DNS_PROBE_FINISHED_NO_INTERNET

  • When I run:
nslookup google.com

I get:

;; communications error to 192.168.1.1#53: timed out
;; no servers could be reached

  • However, the same mobile hotspot:
    • Works perfectly on my phone (can open Google and other sites);
    • Works fine on other Linux distros (Fedora, Ubuntu) using a live USB on the same laptop.

So the problem seems to be specific to how Tumbleweed handles mobile hotspots.

:pushpin: Additional Info

  • My /etc/resolv.conf contains:
nameserver 192.168.1.1
  • On my home TD-LTE Wi-Fi, DNS resolution works fine, and websites load as expected. It should be noted that due to how censoring works here, what is restricted on my TD-LTE Wi-Fi and my mobile hotspot could be different
  • No proxy or VPN is enabled.
  • I suspect the issue is DNS-related, possibly due to how Tumbleweed configures DNS via NetworkManager when using mobile hotspots. It could be that something that works on my TD-LTE Wi-Fi is blocked on the cellular network provided by the hotspot. The hotspot worked just fine before the current added restrictions.

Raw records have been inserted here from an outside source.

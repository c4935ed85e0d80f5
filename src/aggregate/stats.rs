//! Descriptive statistics over a dataset

use super::group::{group_sum, Field, GroupKey, KeyPart};
use crate::record::Dataset;
use serde::{Deserialize, Serialize};
use std::collections::{BTreeMap, BTreeSet};

/// Sum of case counts and mean per record. The mean of an empty dataset is 0.
pub fn total_and_mean(dataset: &Dataset) -> (f64, f64) {
    let total: f64 = dataset.iter().map(|r| r.case_count).sum();
    let mean = if dataset.is_empty() {
        0.0
    } else {
        total / dataset.len() as f64
    };
    (total, mean)
}

/// Percent change from the first to the last value.
///
/// 0 when there are fewer than two values or the first value is 0.
pub fn growth_rate(series: &[f64]) -> f64 {
    match (series.first(), series.last()) {
        (Some(&first), Some(&last)) if series.len() >= 2 && first != 0.0 => {
            (last - first) / first * 100.0
        }
        _ => 0.0,
    }
}

/// Mean and sample standard deviation. `None` for an empty slice;
/// the deviation of a single value is 0.
pub fn mean_and_std(values: &[f64]) -> Option<(f64, f64)> {
    if values.is_empty() {
        return None;
    }
    let n = values.len() as f64;
    let mean = values.iter().sum::<f64>() / n;
    if values.len() < 2 {
        return Some((mean, 0.0));
    }
    let var = values.iter().map(|v| (v - mean).powi(2)).sum::<f64>() / (n - 1.0);
    Some((mean, var.sqrt()))
}

fn median(values: &[f64]) -> f64 {
    if values.is_empty() {
        return 0.0;
    }
    let mut sorted = values.to_vec();
    sorted.sort_by(|a, b| a.total_cmp(b));
    let mid = sorted.len() / 2;
    if sorted.len() % 2 == 0 {
        (sorted[mid - 1] + sorted[mid]) / 2.0
    } else {
        sorted[mid]
    }
}

/// Overview of a dataset
#[derive(Debug, Clone, PartialEq, Serialize, Deserialize)]
pub struct SummaryStatistics {
    pub records: usize,
    pub total_cases: f64,
    pub mean_cases: f64,
    pub median_cases: f64,
    pub min_cases: f64,
    pub max_cases: f64,
    pub std_cases: f64,
    pub provinces: usize,
    pub regions: usize,
    pub year_range: Option<(i32, i32)>,
    pub years: usize,
}

pub fn summary_statistics(dataset: &Dataset) -> SummaryStatistics {
    let counts: Vec<f64> = dataset.iter().map(|r| r.case_count).collect();
    let (total, mean) = total_and_mean(dataset);
    let std = mean_and_std(&counts).map_or(0.0, |(_, s)| s);
    let years: BTreeSet<i32> = dataset.iter().map(|r| r.year).collect();

    SummaryStatistics {
        records: dataset.len(),
        total_cases: total,
        mean_cases: mean,
        median_cases: median(&counts),
        min_cases: counts.iter().copied().reduce(f64::min).unwrap_or(0.0),
        max_cases: counts.iter().copied().reduce(f64::max).unwrap_or(0.0),
        std_cases: std,
        provinces: dataset.iter().map(|r| r.province_name.as_str()).collect::<BTreeSet<_>>().len(),
        regions: dataset.iter().map(|r| r.region_name.as_str()).collect::<BTreeSet<_>>().len(),
        year_range: years.first().zip(years.last()).map(|(a, b)| (*a, *b)),
        years: years.len(),
    }
}

/// Totals for one province in one year
#[derive(Debug, Clone, PartialEq, Serialize, Deserialize)]
pub struct ProvinceYear {
    pub province_name: String,
    pub year: i32,
    pub total_cases: f64,
    pub mean_cases: f64,
    pub records: usize,
    pub regions: usize,
}

/// Per province and year: total, mean, record count and distinct regions.
pub fn aggregate_by_province_year(dataset: &Dataset) -> Vec<ProvinceYear> {
    let mut acc: BTreeMap<(String, i32), (f64, usize, BTreeSet<String>)> = BTreeMap::new();
    for r in dataset {
        let entry = acc
            .entry((r.province_name.clone(), r.year))
            .or_insert_with(|| (0.0, 0, BTreeSet::new()));
        entry.0 += r.case_count;
        entry.1 += 1;
        entry.2.insert(r.region_name.clone());
    }
    acc.into_iter()
        .map(|((province_name, year), (total, count, regions))| ProvinceYear {
            province_name,
            year,
            total_cases: total,
            mean_cases: total / count as f64,
            records: count,
            regions: regions.len(),
        })
        .collect()
}

/// Yearly total of one group and its change from the group's previous year
#[derive(Debug, Clone, PartialEq, Serialize, Deserialize)]
pub struct YearChange {
    pub group: GroupKey,
    pub year: i32,
    pub total_cases: f64,
    /// `None` for a group's first year, or when the previous total was 0
    pub change_pct: Option<f64>,
}

/// Year-over-year percent change of yearly totals within each group.
pub fn year_over_year(dataset: &Dataset, by: &[Field]) -> Vec<YearChange> {
    yearly_series(dataset, by)
        .into_iter()
        .flat_map(|(group, series)| {
            let mut prev: Option<f64> = None;
            series
                .into_iter()
                .map(|(year, total)| {
                    let change_pct = prev.filter(|p| *p != 0.0).map(|p| (total - p) / p * 100.0);
                    prev = Some(total);
                    YearChange {
                        group: group.clone(),
                        year,
                        total_cases: total,
                        change_pct,
                    }
                })
                .collect::<Vec<_>>()
        })
        .collect()
}

/// Growth rate of each group across its years, ordered by group key.
pub fn group_growth(dataset: &Dataset, by: &[Field]) -> Vec<(GroupKey, f64)> {
    yearly_series(dataset, by)
        .into_iter()
        .map(|(group, series)| {
            let values: Vec<f64> = series.into_iter().map(|(_, v)| v).collect();
            (group, growth_rate(&values))
        })
        .collect()
}

/// Year-ordered totals per group
fn yearly_series(dataset: &Dataset, by: &[Field]) -> BTreeMap<GroupKey, Vec<(i32, f64)>> {
    let mut fields = by.to_vec();
    fields.push(Field::Year);
    let mut series: BTreeMap<GroupKey, Vec<(i32, f64)>> = BTreeMap::new();
    for group in group_sum(dataset, &fields).groups {
        let mut parts = group.key.0;
        let year = match parts.pop() {
            Some(KeyPart::Year(y)) => y,
            _ => continue,
        };
        series.entry(GroupKey(parts)).or_default().push((year, group.sum));
    }
    series
}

:white_check_mark: Tried (and failed) workaround

  • I already tried setting custom DNS on the hotspot connection using the gnome GUI where in the IPv4 tab, IPv4 Method is set to Automatic (DHCP) and I put 8.8.8.8, 8.8.4.4, 1.1.1.1 for DNS and reconnected.

Thanks in advance :pray:
Let me know if you’d like me to dig in with more logs or debug info.

If your resolv.conf contains nothing else, then you’ve likely statically defined the DNS server, and the DNS from your hotspot isn’t being used.

Mine contains the following text (PII obscured):

### /etc/resolv.conf is a symlink to /run/netconfig/resolv.conf
### autogenerated by netconfig!
#
# Before you change this file manually, consider to define the
# static DNS configuration using the following variables in the
# /etc/sysconfig/network/config file:
#     NETCONFIG_DNS_STATIC_SEARCHLIST
#     NETCONFIG_DNS_STATIC_SERVERS
#     NETCONFIG_DNS_FORWARDER
# or disable DNS configuration updates via netconfig by setting:
#     NETCONFIG_DNS_POLICY=''
#
# See also the netconfig(8) manual page and other documentation.
#
### Call "netconfig update -f" to force adjusting of /etc/resolv.conf.
search my.localdomain
nameserver x.x.x.x

The local nameserver address is served to the host by my router’s DHCP server.

If you check your IP address on your system connected to the hotspot, compare that to the DNS server you’ve got configured; it probably isn’t in the same IP address block.

Thank you so much for your quick and helpful response — you were absolutely right to suspect the DNS server mismatch and the way /etc/resolv.conf was being managed!

It turns out that my system was missing the sysconfig-netconfig package, so /etc/resolv.conf was not being managed by netconfig at all — it wasn’t even a symlink to /run/netconfig/resolv.conf. Because of that, my DNS configuration wasn’t being updated correctly when switching networks, and I was stuck with a stale nameserver (192.168.1.1) even when connecting via mobile hotspot.

I installed the missing package with:

bash

CopyEdit

sudo zypper install sysconfig-netconfig

Then ran:

sudo netconfig update -f

And after that, /etc/resolv.conf became a proper symlink to the autogenerated file, just like in your example. Now it updates dynamically when I change networks, and the hotspot DNS issues are completely resolved!

I suspect the missing package was due to my own minimal install approach — I’ve been trying to keep my system as lean as possible, and probably left something essential out in the process.

Anyway, thanks again for pointing me in the right direction!